Saved data entries
-=-=-

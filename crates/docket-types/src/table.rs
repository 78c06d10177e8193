//! Columnar table container handed to output adapters.
//!
//! The pipeline materializes every entity kind as one named `Table`
//! with a consistent row count across columns; adapters only ever see
//! fully populated rows (missing values are explicit [`Cell::Null`]).

use chrono::NaiveDate;

use crate::error::TableError;

/// One typed value in a table cell. Absent fields are `Null`, never a
/// sentinel string.
#[derive(Debug, Clone, PartialEq, serde::Serialize, serde::Deserialize)]
#[serde(untagged)]
pub enum Cell {
    Null,
    Str(String),
    Int(i64),
    Float(f64),
    Bool(bool),
    Date(NaiveDate),
}

impl Cell {
    pub fn from_opt_str(v: Option<String>) -> Self {
        match v {
            Some(s) => Cell::Str(s),
            None => Cell::Null,
        }
    }

    pub fn from_opt_date(v: Option<NaiveDate>) -> Self {
        match v {
            Some(d) => Cell::Date(d),
            None => Cell::Null,
        }
    }

    pub fn from_opt_float(v: Option<f64>) -> Self {
        match v {
            Some(f) => Cell::Float(f),
            None => Cell::Null,
        }
    }

    pub fn from_opt_int(v: Option<i64>) -> Self {
        match v {
            Some(i) => Cell::Int(i),
            None => Cell::Null,
        }
    }

    pub fn is_null(&self) -> bool {
        matches!(self, Cell::Null)
    }
}

impl std::fmt::Display for Cell {
    fn fmt(&self, f: &mut std::fmt::Formatter<'_>) -> std::fmt::Result {
        match self {
            Cell::Null => Ok(()),
            Cell::Str(s) => write!(f, "{s}"),
            Cell::Int(i) => write!(f, "{i}"),
            Cell::Float(v) => write!(f, "{v:.2}"),
            Cell::Bool(b) => write!(f, "{b}"),
            Cell::Date(d) => write!(f, "{}", d.format("%m/%d/%Y")),
        }
    }
}

impl From<String> for Cell {
    fn from(s: String) -> Self {
        Cell::Str(s)
    }
}

impl From<&str> for Cell {
    fn from(s: &str) -> Self {
        Cell::Str(s.to_string())
    }
}

impl From<bool> for Cell {
    fn from(b: bool) -> Self {
        Cell::Bool(b)
    }
}

impl From<f64> for Cell {
    fn from(v: f64) -> Self {
        Cell::Float(v)
    }
}

impl From<i64> for Cell {
    fn from(v: i64) -> Self {
        Cell::Int(v)
    }
}

#[derive(Debug, Clone, serde::Serialize, serde::Deserialize)]
pub struct Column {
    pub name: String,
    pub cells: Vec<Cell>,
}

/// A named table: every column has the same number of cells.
#[derive(Debug, Clone, serde::Serialize, serde::Deserialize)]
pub struct Table {
    pub name: String,
    pub columns: Vec<Column>,
}

/// Row types that know their column layout. Implemented by every
/// entity row (case record, charge row, fee row, ...).
pub trait Tabular {
    const COLUMNS: &'static [&'static str];

    fn cells(&self) -> Vec<Cell>;
}

impl Table {
    /// Build a table from typed rows. The `Tabular` contract guarantees
    /// the row-consistency invariant.
    pub fn from_rows<R: Tabular>(name: impl Into<String>, rows: &[R]) -> Self {
        let mut columns: Vec<Column> = R::COLUMNS
            .iter()
            .map(|c| Column {
                name: c.to_string(),
                cells: Vec::with_capacity(rows.len()),
            })
            .collect();
        for row in rows {
            let cells = row.cells();
            debug_assert_eq!(cells.len(), R::COLUMNS.len());
            for (col, cell) in columns.iter_mut().zip(cells) {
                col.cells.push(cell);
            }
        }
        Self {
            name: name.into(),
            columns,
        }
    }

    /// Build from raw columns, validating the row-count invariant.
    pub fn from_columns(
        name: impl Into<String>,
        columns: Vec<Column>,
    ) -> Result<Self, TableError> {
        if let Some(first) = columns.first() {
            let expect = first.cells.len();
            for col in &columns {
                if col.cells.len() != expect {
                    return Err(TableError::ColumnLengthMismatch {
                        column: col.name.clone(),
                        expected: expect,
                        found: col.cells.len(),
                    });
                }
            }
        }
        Ok(Self {
            name: name.into(),
            columns,
        })
    }

    pub fn row_count(&self) -> usize {
        self.columns.first().map(|c| c.cells.len()).unwrap_or(0)
    }

    pub fn column(&self, name: &str) -> Option<&Column> {
        self.columns.iter().find(|c| c.name == name)
    }

    pub fn column_names(&self) -> Vec<&str> {
        self.columns.iter().map(|c| c.name.as_str()).collect()
    }

    /// One row as cells, in column order.
    pub fn row(&self, idx: usize) -> Vec<&Cell> {
        self.columns.iter().map(|c| &c.cells[idx]).collect()
    }
}

#[cfg(test)]
mod tests {
    use super::*;
    use pretty_assertions::assert_eq;

    struct TestRow {
        a: String,
        b: Option<f64>,
    }

    impl Tabular for TestRow {
        const COLUMNS: &'static [&'static str] = &["A", "B"];

        fn cells(&self) -> Vec<Cell> {
            vec![self.a.clone().into(), Cell::from_opt_float(self.b)]
        }
    }

    #[test]
    fn from_rows_preserves_order_and_counts() {
        let rows = vec![
            TestRow {
                a: "x".into(),
                b: Some(1.5),
            },
            TestRow {
                a: "y".into(),
                b: None,
            },
        ];
        let t = Table::from_rows("test", &rows);
        assert_eq!(t.row_count(), 2);
        assert_eq!(t.column_names(), vec!["A", "B"]);
        assert_eq!(t.column("B").unwrap().cells[1], Cell::Null);
        assert_eq!(t.column("A").unwrap().cells[0], Cell::Str("x".into()));
    }

    #[test]
    fn from_columns_rejects_ragged_input() {
        let cols = vec![
            Column {
                name: "A".into(),
                cells: vec![Cell::Int(1)],
            },
            Column {
                name: "B".into(),
                cells: vec![],
            },
        ];
        assert!(Table::from_columns("bad", cols).is_err());
    }

    #[test]
    fn null_cell_displays_empty() {
        assert_eq!(Cell::Null.to_string(), "");
        assert_eq!(Cell::Float(3.0).to_string(), "3.00");
        assert_eq!(Cell::Bool(true).to_string(), "true");
    }
}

-=-=-

Problem requirements
Your answer should be the lines of the records that hold the string "every".

Reply to the task
//! The pipeline materializes every entity kind as one named `Table`
/// A named table: every column has the same number of cells.
/// Row types that know their column layout. Implemented by every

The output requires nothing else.